___ SUPPLIED DATA

#[cfg(test)]
mod tests {
    use super::*;

    fn parse(input: &str) -> Result<Zstd, EncodeError> {
        let mut zstd = Zstd::default();
        let mut d = Dispenser::tokenize("test", input);
        zstd.unmarshal_directive(&mut d)?;
        Ok(zstd)
    }

    fn compress(zstd: &Zstd, data: &[u8]) -> Vec<u8> {
        let mut encoder = zstd.build_encoder(Vec::<u8>::new()).unwrap();
        encoder.write_all(data).unwrap();
        encoder.finish().unwrap()
    }

    /// Window size advertised in a zstd frame header, if it carries a window descriptor.
    fn frame_window(frame: &[u8]) -> Option<u64> {
        assert_eq!(&frame[..4], &[0x28, 0xb5, 0x2f, 0xfd]);
        if frame[4] & 0x20 != 0 {
            return None;
        }
        let descriptor = frame[5];
        let base = 1u64 << (10 + (descriptor >> 3));
        Some(base + (base / 8) * u64::from(descriptor & 0x07))
    }

    fn sample() -> Vec<u8> {
        (0..64 * 1024u32).map(|i| (i % 251) as u8).collect()
    }

    #[test]
    fn every_level_literal_parses_and_defaults_window() {
        for level in EncoderLevel::ALL {
            let mut zstd = parse(&format!("zstd {}", level.as_str())).unwrap();
            zstd.provision().unwrap();
            assert_eq!(zstd.level, level);
            assert_eq!(zstd.window_size, Some(131_072));
        }
    }

    #[test]
    fn level_literals_ignore_case_and_accept_long_names() {
        assert_eq!(parse("zstd FASTEST").unwrap().level, EncoderLevel::Fastest);
        assert_eq!(
            parse("zstd better-compression").unwrap().level,
            EncoderLevel::BetterCompression
        );
        assert_eq!(
            parse("zstd Best-Compression").unwrap().level,
            EncoderLevel::BestCompression
        );
    }

    #[test]
    fn invalid_level_is_rejected_and_level_stays_unset() {
        for literal in ["fast", "11", "speedest", "best_compression"] {
            let mut zstd = Zstd::default();
            let mut d = Dispenser::tokenize("test", &format!("zstd {literal}"));
            let err = zstd.unmarshal_directive(&mut d).unwrap_err();
            assert!(matches!(err.root(), EncodeError::InvalidLevel(l) if l == literal));
            assert!(err.to_string().contains("'fastest', 'default', 'better', 'best'"));
            assert_eq!(zstd.level, EncoderLevel::NotSet);
            assert_eq!(zstd.window_size, None);
        }
    }

    #[test]
    fn explicit_window_sizes_are_kept() {
        for (literal, expected) in [("0", 0), ("64KiB", 65_536), ("1MiB", 1 << 20), ("128KB", 128_000)] {
            let zstd = parse(&format!("zstd default {literal}")).unwrap();
            assert_eq!(zstd.window_size, Some(expected));
        }
        let mut zstd = parse("zstd default 0").unwrap();
        zstd.provision().unwrap();
        assert_eq!(zstd.window_size, Some(0));
    }

    #[test]
    fn invalid_window_size_carries_parse_error() {
        let err = parse("zstd best lots").unwrap_err();
        match err.root() {
            EncodeError::InvalidWindowSize { literal, .. } => assert_eq!(literal, "lots"),
            other => panic!("unexpected error: {other:?}"),
        }
        assert!(err.to_string().contains("incorrect window size 'lots'"));
        assert!(err.to_string().starts_with("test:1 - "));
    }

    #[test]
    fn bare_directive_leaves_fields_unset() {
        let mut zstd = parse("zstd").unwrap();
        assert_eq!(zstd, Zstd::default());
        zstd.provision().unwrap();
        assert_eq!(zstd.level, EncoderLevel::NotSet);
        assert_eq!(zstd.window_size, Some(DEFAULT_WINDOW_SIZE));
    }

    #[test]
    fn best_compression_with_window() {
        let zstd = parse("zstd best-compression 256KiB").unwrap();
        assert_eq!(zstd.level, EncoderLevel::BestCompression);
        assert_eq!(zstd.window_size, Some(262_144));
    }

    #[test]
    fn trailing_arguments_are_ignored() {
        let zstd = parse("zstd fastest 64KiB extra tokens").unwrap();
        assert_eq!(zstd.level, EncoderLevel::Fastest);
        assert_eq!(zstd.window_size, Some(65_536));
    }

    #[test]
    fn provision_is_idempotent() {
        for initial in [None, Some(0), Some(1 << 20)] {
            let mut once = Zstd {
                level: EncoderLevel::Default,
                window_size: initial,
            };
            once.provision().unwrap();
            let mut twice = once.clone();
            twice.provision().unwrap();
            assert_eq!(once, twice);
        }
    }

    #[test]
    fn provision_rejects_unusable_windows() {
        for window in [1000, 512, 3 << 10, 1 << 30] {
            let mut zstd = Zstd {
                level: EncoderLevel::NotSet,
                window_size: Some(window),
            };
            assert!(matches!(
                zstd.provision(),
                Err(EncodeError::WindowOutOfRange(w)) if w == window
            ));
        }
    }

    #[test]
    fn zero_window_passes_no_override() {
        let zstd = Zstd {
            level: EncoderLevel::Fastest,
            window_size: Some(0),
        };
        let encoder = zstd.build_encoder(Vec::<u8>::new()).unwrap();
        assert_eq!(encoder.options().window_size, None);
        assert_eq!(encoder.options().concurrency, 1);
        assert!(encoder.options().zero_frames);

        let frame = compress(&zstd, &sample());
        assert!(frame_window(&frame).unwrap() > DEFAULT_WINDOW_SIZE);
    }

    #[test]
    fn positive_window_is_passed_through() {
        let mut zstd = Zstd::default();
        zstd.provision().unwrap();
        let encoder = zstd.build_encoder(Vec::<u8>::new()).unwrap();
        assert_eq!(encoder.options().window_size, Some(DEFAULT_WINDOW_SIZE));
        assert_eq!(frame_window(&compress(&zstd, &sample())), Some(DEFAULT_WINDOW_SIZE));

        let zstd = Zstd {
            level: EncoderLevel::BestCompression,
            window_size: Some(1 << 16),
        };
        assert_eq!(zstd.encoder_options().window_size, Some(1 << 16));
        assert_eq!(frame_window(&compress(&zstd, &sample())), Some(1 << 16));
    }

    #[test]
    fn unprovisioned_invalid_window_fails_construction() {
        let zstd = Zstd {
            level: EncoderLevel::Default,
            window_size: Some(5000),
        };
        assert!(matches!(
            zstd.build_encoder(Vec::<u8>::new()),
            Err(EncodeError::WindowOutOfRange(5000))
        ));
    }

    #[test]
    fn level_is_passed_through() {
        for level in EncoderLevel::ALL {
            let zstd = Zstd {
                level,
                window_size: Some(DEFAULT_WINDOW_SIZE),
            };
            assert_eq!(zstd.encoder_options().level, level);
        }
        assert_eq!(EncoderLevel::NotSet.zstd_level(), 0);
        assert!(EncoderLevel::BestCompression.zstd_level() > EncoderLevel::Fastest.zstd_level());
    }

    #[test]
    fn empty_input_still_produces_a_frame() {
        let mut zstd = Zstd::default();
        zstd.provision().unwrap();
        let frame = compress(&zstd, &[]);
        assert!(!frame.is_empty());
        assert!(::zstd::stream::decode_all(&frame[..]).unwrap().is_empty());
    }

    #[test]
    fn encoders_are_independent() {
        let mut zstd = Zstd::default();
        zstd.provision().unwrap();

        let mut a = zstd.new_encoder(Box::new(Vec::<u8>::new())).unwrap();
        let mut b = zstd.new_encoder(Box::new(Vec::<u8>::new())).unwrap();
        assert!(!std::ptr::addr_eq(&*a as *const dyn Encoder, &*b as *const dyn Encoder));

        a.write_all(b"first stream, ").unwrap();
        b.write_all(b"second stream").unwrap();
        a.write_all(b"still first").unwrap();
        b.flush().unwrap();
        drop(b);
        a.finish().unwrap();

        let first = zstd.build_encoder(Vec::<u8>::new()).unwrap();
        let mut second = zstd.build_encoder(Vec::<u8>::new()).unwrap();
        second.write_all(b"only second").unwrap();
        let first = first.finish().unwrap();
        let second = second.finish().unwrap();
        assert!(::zstd::stream::decode_all(&first[..]).unwrap().is_empty());
        assert_eq!(
            ::zstd::stream::decode_all(&second[..]).unwrap(),
            b"only second"
        );
    }

    #[test]
    fn round_trip_with_builder_config() {
        let zstd = ZstdBuilder::new()
            .level(EncoderLevel::BetterCompression)
            .window_size(1 << 20)
            .build();
        let data = sample();
        let mut encoder = zstd.build_encoder(Vec::<u8>::new()).unwrap();
        encoder.write_all(&data).unwrap();
        let out = encoder.finish().unwrap();
        assert!(out.len() < data.len());
        assert_eq!(::zstd::stream::decode_all(&out[..]).unwrap(), data);
    }

    #[test]
    fn accept_encoding_is_constant() {
        assert_eq!(Zstd::default().accept_encoding(), "zstd");
        let mut zstd = parse("zstd best 0").unwrap();
        zstd.provision().unwrap();
        assert_eq!(zstd.accept_encoding(), "zstd");
    }

    #[test]
    fn structured_config_is_passed_through() {
        let zstd: Zstd = serde_json::from_str(r#"{"level":"best","window_size":0}"#).unwrap();
        assert_eq!(zstd.level, EncoderLevel::BestCompression);
        assert_eq!(zstd.window_size, Some(0));

        let zstd: Zstd = serde_json::from_str("{}").unwrap();
        assert_eq!(zstd, Zstd::default());

        let zstd: Zstd = serde_json::from_str(r#"{"level":2,"window_size":null}"#).unwrap();
        assert_eq!(zstd.level, EncoderLevel::Default);
        assert_eq!(zstd.window_size, None);

        assert!(serde_json::from_str::<Zstd>(r#"{"level":"turbo"}"#).is_err());
        assert!(serde_json::from_str::<Zstd>(r#"{"level":9}"#).is_err());
        assert!(serde_json::from_str::<Zstd>(r#"{"window":1024}"#).is_err());
    }

    #[test]
    fn structured_config_serializes_canonical_names() {
        let zstd = Zstd {
            level: EncoderLevel::BetterCompression,
            window_size: Some(65_536),
        };
        assert_eq!(
            serde_json::to_value(&zstd).unwrap(),
            serde_json::json!({"level": "better", "window_size": 65536})
        );
        assert_eq!(
            serde_json::to_value(Zstd::default()).unwrap(),
            serde_json::json!({"window_size": null})
        );
    }
}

______

_WHAT TO WORK ON_. Your answer must consist solely of the lines from the top of the entries above through the line containing "for literal in", copied exactly, both ends included.

_RESULT_.
#[cfg(test)]
mod tests {
    use super::*;

    fn parse(input: &str) -> Result<Zstd, EncodeError> {
        let mut zstd = Zstd::default();
        let mut d = Dispenser::tokenize("test", input);
        zstd.unmarshal_directive(&mut d)?;
        Ok(zstd)
    }

    fn compress(zstd: &Zstd, data: &[u8]) -> Vec<u8> {
        let mut encoder = zstd.build_encoder(Vec::<u8>::new()).unwrap();
        encoder.write_all(data).unwrap();
        encoder.finish().unwrap()
    }

    /// Window size advertised in a zstd frame header, if it carries a window descriptor.
    fn frame_window(frame: &[u8]) -> Option<u64> {
        assert_eq!(&frame[..4], &[0x28, 0xb5, 0x2f, 0xfd]);
        if frame[4] & 0x20 != 0 {
            return None;
        }
        let descriptor = frame[5];
        let base = 1u64 << (10 + (descriptor >> 3));
        Some(base + (base / 8) * u64::from(descriptor & 0x07))
    }

    fn sample() -> Vec<u8> {
        (0..64 * 1024u32).map(|i| (i % 251) as u8).collect()
    }

    #[test]
    fn every_level_literal_parses_and_defaults_window() {
        for level in EncoderLevel::ALL {
            let mut zstd = parse(&format!("zstd {}", level.as_str())).unwrap();
            zstd.provision().unwrap();
            assert_eq!(zstd.level, level);
            assert_eq!(zstd.window_size, Some(131_072));
        }
    }

    #[test]
    fn level_literals_ignore_case_and_accept_long_names() {
        assert_eq!(parse("zstd FASTEST").unwrap().level, EncoderLevel::Fastest);
        assert_eq!(
            parse("zstd better-compression").unwrap().level,
            EncoderLevel::BetterCompression
        );
        assert_eq!(
            parse("zstd Best-Compression").unwrap().level,
            EncoderLevel::BestCompression
        );
    }

    #[test]
    fn invalid_level_is_rejected_and_level_stays_unset() {
        for literal in ["fast", "11", "speedest", "best_compression"] {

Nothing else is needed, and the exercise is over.